An investigation led by The Sydney Morning Herald and Channel 9 Australia detailed evidence given by former church and staff members of sexual, psychological and financial abuse, coercive control and possible tax evasion. The accusations led to a NSW upper house Parliamentary Inquiry led by Greens Party Member Abigail Boyd. The inquiry saw evidence given by former staff, education officials and the Anti-Slavery Commissioner detailing control tactics used by school board members which warrant further investigation. The committee will report by the end of 2026 with their findings.

==National Redress Scheme listing==
Redeemer Baptist School is listed on the Australian National Redress Scheme's register of institutions. The National Redress Scheme was established by the Australian Government in response to the Royal Commission into Institutional Responses to Child Sexual Abuse and offers redress to survivors of institutional abuse. Inclusion on the register indicates the entity is recognised for redress purposes, but does not imply findings of liability.

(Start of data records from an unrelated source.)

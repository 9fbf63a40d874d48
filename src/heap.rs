use std::ptr::{self, NonNull};

use crate::arena::ArenaChain;
use crate::block::valid_header;
use crate::error::AllocError;
use crate::free_list::{self, FreeLists};
use crate::large;

/// Snapshot of a heap's bookkeeping.
#[derive(Debug, Clone, Copy, PartialEq, Eq)]
pub struct HeapStats {
  /// Arenas in the chain, head included.
  pub arenas: usize,
  /// Bytes bump-allocated across all arenas.
  pub arena_bytes_used: usize,
  /// Blocks waiting in size-class buckets.
  pub free_blocks: usize,
}

/// One thread's allocator: an arena chain plus its size-class free lists.
///
/// A `Heap` is `!Send`; pointers it hands out must be freed and resized
/// through the same heap.
pub struct Heap {
  pub(crate) chain: ArenaChain,
  pub(crate) free: FreeLists,
}

impl Heap {
  pub fn new() -> Self {
    Self {
      chain: ArenaChain::new(),
      free: FreeLists::new(),
    }
  }

  /// Returns a pointer to `size` usable bytes aligned to
  /// [`MIN_ALLOC_SIZE`](crate::config::MIN_ALLOC_SIZE).
  ///
  /// Requests too big for an arena get their own mapping; otherwise a freed
  /// block of the same rounded size is reused before bump-allocating.
  pub fn allocate(
    &mut self,
    size: usize,
  ) -> Result<NonNull<u8>, AllocError> {
    if size == 0 {
      return Err(AllocError::invalid("size cannot be 0"));
    }

    if free_list::index(size).is_none() {
      return large::map_use(size);
    }
    if self.free.has(size) {
      return self.free_ptr_use(size);
    }
    self.chain.arena_use(size)
  }

  /// Releases a block.
  ///
  /// # Safety
  ///
  /// `ptr` must be null, or have at least
  /// [`HEADER_SIZE`](crate::config::HEADER_SIZE) readable bytes in front of
  /// it. Pointers returned by this heap and not yet freed always qualify.
  /// Double frees and foreign pointers are rejected on a best-effort basis.
  pub unsafe fn free(
    &mut self,
    ptr: *mut u8,
  ) -> Result<(), AllocError> {
    if ptr.is_null() {
      return Err(AllocError::invalid("ptr cannot be null"));
    }
    unsafe { self.ptr_free(ptr) }
  }

  /// Moves the block in `slot` to a fresh block of `size` bytes, preserving
  /// the leading `min(old, size)` bytes, then frees the old block.
  ///
  /// On failure before the copy `slot` is left unchanged.
  ///
  /// # Safety
  ///
  /// Same as [`Heap::free`] for `*slot`.
  pub unsafe fn resize(
    &mut self,
    slot: &mut *mut u8,
    size: usize,
  ) -> Result<(), AllocError> {
    if size == 0 {
      return Err(AllocError::invalid("size cannot be 0"));
    }
    let old = *slot;
    let header = unsafe { valid_header(old)? };
    let old_size = unsafe { (*header).size };

    let new = self.allocate(size)?;
    unsafe { ptr::copy_nonoverlapping(old, new.as_ptr(), old_size.min(size)) };
    *slot = new.as_ptr();

    log::trace!("[arenalloc] resize {:p} ({old_size}) -> {:p} ({size})", old, new);

    unsafe { self.ptr_free(old) }
  }

  /// Requested size recorded for a live block.
  ///
  /// # Safety
  ///
  /// Same as [`Heap::free`].
  pub unsafe fn usable_size(
    &self,
    ptr: *mut u8,
  ) -> Result<usize, AllocError> {
    unsafe {
      let header = valid_header(ptr)?;
      Ok((*header).size)
    }
  }

  /// Releases every arena but the head, zeroes the head, and empties every
  /// bucket. Pointers into arenas become dangling; large objects stay mapped
  /// and freeable.
  pub fn reset(
    &mut self,
  ) -> Result<(), AllocError> {
    self.chain.reset(&mut self.free)
  }

  pub fn arena_count(
    &self,
  ) -> usize {
    self.chain.len()
  }

  /// Number of freed blocks that could serve a request of `size` bytes.
  pub fn free_count(
    &self,
    size: usize,
  ) -> usize {
    self.free.len(size)
  }

  pub fn stats(
    &self,
  ) -> HeapStats {
    HeapStats {
      arenas: self.chain.len(),
      arena_bytes_used: self.chain.bytes_used(),
      free_blocks: self.free.total(),
    }
  }

  /// Pops the most recently freed block of `size`'s class.
  pub(crate) fn free_ptr_use(
    &mut self,
    size: usize,
  ) -> Result<NonNull<u8>, AllocError> {
    if size == 0 {
      return Err(AllocError::invalid("size cannot be 0"));
    }
    let header = self
      .free
      .pop(size)
      .ok_or(AllocError::AllocationFailure { requested: size, errno: 0 })?;

    unsafe {
      (*header).size = size;
      log::trace!("[arenalloc] free_ptr_use({size}) -> {:p}", (*header).data);
      NonNull::new((*header).data).ok_or(AllocError::AllocationFailure { requested: size, errno: 0 })
    }
  }

  /// # Safety
  ///
  /// Same as [`Heap::free`].
  pub(crate) unsafe fn ptr_free(
    &mut self,
    ptr: *mut u8,
  ) -> Result<(), AllocError> {
    unsafe {
      let header = valid_header(ptr)?;

      if (*header).is_large() {
        return large::map_free(header);
      }

      if self.chain.is_retirable(header) {
        log::debug!("[arenalloc] ptr_free({:p}) retires its arena", ptr);
        return self.chain.arena_del((*header).arena, &mut self.free);
      }

      log::trace!("[arenalloc] ptr_free({:p}) size {}", ptr, (*header).size);
      self.free.push(header);
      Ok(())
    }
  }
}

impl Default for Heap {
  fn default() -> Self {
    Self::new()
  }
}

== Campuses and facilities portfolio ==

The school's audited financial reports, lodged with the Australian Charities and Not-for-profits Commission, document a substantial property portfolio that grew from $36.26 million at historical cost in 2014 to $57.49 million in 2025, a rise of approximately 59 per cent over eleven years. At net book value, the land and buildings portfolio reached $43.24 million by the end of 2025, up from $27.69 million in 2014, with total property, plant and equipment at net book value reaching $44.49 million.

The portfolio includes the school's main campus on 10 hectares at 2–14 Masons Drive, North Parramatta; a vocational campus at Castle Hill House (circa 1844) at 215–219 Old Northern Road, Castle Hill; and a 10.41-hectare property at Long Beach, New South Wales, acquired in March 2018 for $2.9 million (plus GST) for use as a school camp. The restoration of Castle Hill House was carried out with volunteer labour from Redeemer Baptist Church congregation members, which the school states involved in excess of 120,000 volunteer hours.

The 2005 Channel Nine Sunday program reported that Redeemer Baptist Church members live communally in residential properties in the area, and that housing arrangements are directed by church leadership.
All five directors of Redeemer Baptist School Ltd are simultaneously directors of the related entity Redeemer Baptist Church Property Limited.